To follow the journey, begin with the posts starting in January 2026 (reorganized from previous posts).

Posted in Uncategorized | 2 Comments

An update on Passionate Geography, January 2026

St. Gotthard Pass

Friends, if you once subscribed to this seemingly long-lost blog, you will start to see that I am tinkering and revising and hopefully finishing this project. If you would like to unsubscribe, please feel free to do so!

If you are willing to have another go at this journey with me, you will see that I am rewriting the introduction, with the story now beginning on the train to Paris, en media res. From there, I go back to the beginning of the journey in England, three years earlier. Once I get the first section (London to Paris) organized, I’ll be adding new posts that chronicle the journey from Paris to Rome (and back).

Latera, Italy

Some news: I’ve been selected for a writer’s residency in the medieval village of Latera, about 90 miles northwest of Rome! Thank you to La Casa Etruria Artist Residency. I’ll be in residence there for two weeks in May. Prior to that, I will be walking the final section of the Via Francigena from Viterbo to Rome, about 75 miles. The Via Francigena was a pilgrimage, trade, and diplomatic route that was first established in the 900s and that has been revived as a European cultural route.

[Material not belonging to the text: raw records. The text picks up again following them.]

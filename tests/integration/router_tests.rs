//! Integration tests for message routing: topic → payload → controller →
//! pin write + retained status.

use control_io::app::commands::{CommandName, Topics};
use control_io::app::ports::Output;
use control_io::app::router::{CommandRouter, RouteOutcome};
use control_io::config::{OutputPins, SystemConfig};

use crate::mock_hw::{MockBroker, MockHardware, PinCall};

fn router(prefix: &str) -> CommandRouter {
    let cfg = SystemConfig::default();
    CommandRouter::new(Topics::new(prefix), OutputPins::default(), cfg.brightness, &cfg.timing)
}

#[test]
fn every_dispatch_republishes_once() {
    let mut r = router("control-io");
    let (mut hw, mut broker) = (MockHardware::new(), MockBroker::new());

    let cases = [
        ("display", "1", "control-io/display/STATE", "1"),
        ("display", "1", "control-io/display/STATE", "1"),
        ("brightness", "300", "control-io/brightness/STATE", "190"),
        ("brightness", "\"-\"", "control-io/brightness/STATE", "180"),
        ("ledRed", "\"yes\"", "control-io/ledRed/STATE", "1"),
        ("ledWhite", "null", "control-io/ledWhite/STATE", "0"),
        ("beep", "{}", "control-io/beep/STATE", "1"),
    ];
    for (name, payload, topic, expected) in cases {
        broker.clear();
        let out = r
            .handle_message(&format!("control-io/cmnd/{name}"), payload, 0, &mut hw, &mut broker)
            .unwrap();
        assert!(matches!(out, RouteOutcome::Applied(_)), "{name}={payload}");
        assert_eq!(broker.published.len(), 1, "{name}={payload}");
        assert_eq!(broker.published[0].topic, topic);
        assert_eq!(broker.published[0].payload, expected);
        assert!(broker.published[0].retained);
    }
}

#[test]
fn display_truthiness() {
    let mut r = router("control-io");
    let (mut hw, mut broker) = (MockHardware::new(), MockBroker::new());

    for (payload, on) in [
        ("1", true),
        ("true", true),
        ("on", true),
        ("{\"x\":0}", true),
        ("0", false),
        ("false", false),
        ("null", false),
        ("\"\"", false),
        ("", false),
    ] {
        r.handle_message("control-io/cmnd/display", payload, 0, &mut hw, &mut broker)
            .unwrap();
        assert_eq!(r.display().is_on(), on, "payload {payload:?}");
        assert_eq!(hw.level(Output::Display), Some(on));
    }
}

#[test]
fn custom_prefix_namespace() {
    let mut r = router("hall");
    let (mut hw, mut broker) = (MockHardware::new(), MockBroker::new());

    let out = r
        .handle_message("control-io/cmnd/display", "1", 0, &mut hw, &mut broker)
        .unwrap();
    assert_eq!(out, RouteOutcome::Ignored);

    let out = r
        .handle_message("hall/cmnd/brightness", "77", 0, &mut hw, &mut broker)
        .unwrap();
    assert_eq!(out, RouteOutcome::Applied(CommandName::Brightness));
    assert_eq!(broker.on("hall/brightness/STATE"), vec!["77"]);
    assert_eq!(hw.calls, vec![PinCall::Pwm(77)]);
}

#[test]
fn beep_restarts_pulse() {
    let mut r = router("control-io");
    let (mut hw, mut broker) = (MockHardware::new(), MockBroker::new());

    r.handle_message("control-io/cmnd/beep", "1", 0, &mut hw, &mut broker)
        .unwrap();
    r.handle_message("control-io/cmnd/beep", "1", 80, &mut hw, &mut broker)
        .unwrap();
    r.tick(100, &mut hw);
    assert_eq!(hw.level(Output::Beeper), Some(true));
    r.tick(180, &mut hw);
    assert_eq!(hw.level(Output::Beeper), Some(false));
    assert_eq!(broker.on("control-io/beep/STATE"), vec!["1", "1"]);
}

Malory’s itinerary, the route I am following, roughly follows the Via Francigena and was no doubt informed by traveler’s stories from the way. I may set up a substack for that day-to-day journey (about a week of walking) that links back to here.

It’s been a continuing and incredibly rich journey; it’s good to have you along as I resume the story.

Posted in Uncategorized | Tagged | 3 Comments

a passionate geography

Between perception and a response emerges a zone of feeling, a resonance, a vibration, a powerful affect that inaugurates the passionate geography evoked in Guiliana Bruno’s ‘Atlas of Emotion’ . . . 

–Iain Chambers, “Maritime Criticism and Theoretical Shipwrecks,”  PMLA, May 2010

We think of geography as a science, a measuring of space: latitude, longitude, miles traversed.  But in life, as in fiction, geography is also passionate, resonant with memory or experience. In the everyday, we barely see our geography, but if you return to an old landscape, then your lost loved one, your sense of home, or bittersweet memories will ache your heart with pleasure or grief.

The genre of medieval romance is about the comings and goings of knights and maidens, of strange journeys and returns, of magical landscapes and horrifying battle.  In deciding to follow the story of Malory’s Roman War tale, I was romancing the Roman War, interpreting and experiencing the landscape of a very old story.  Transforming the story of a war into the story of falling in love with Rome.

But it wasn’t as if I set out with a plan. I found myself in the landscape; no, I created the circumstances of my being in the landscape, and then realized I was already on the route. For me, the journey became many journeys. Along the way, some heartbreak, a scholarly passion, the dream of so many pilgrims, travelers, and writers: Rome.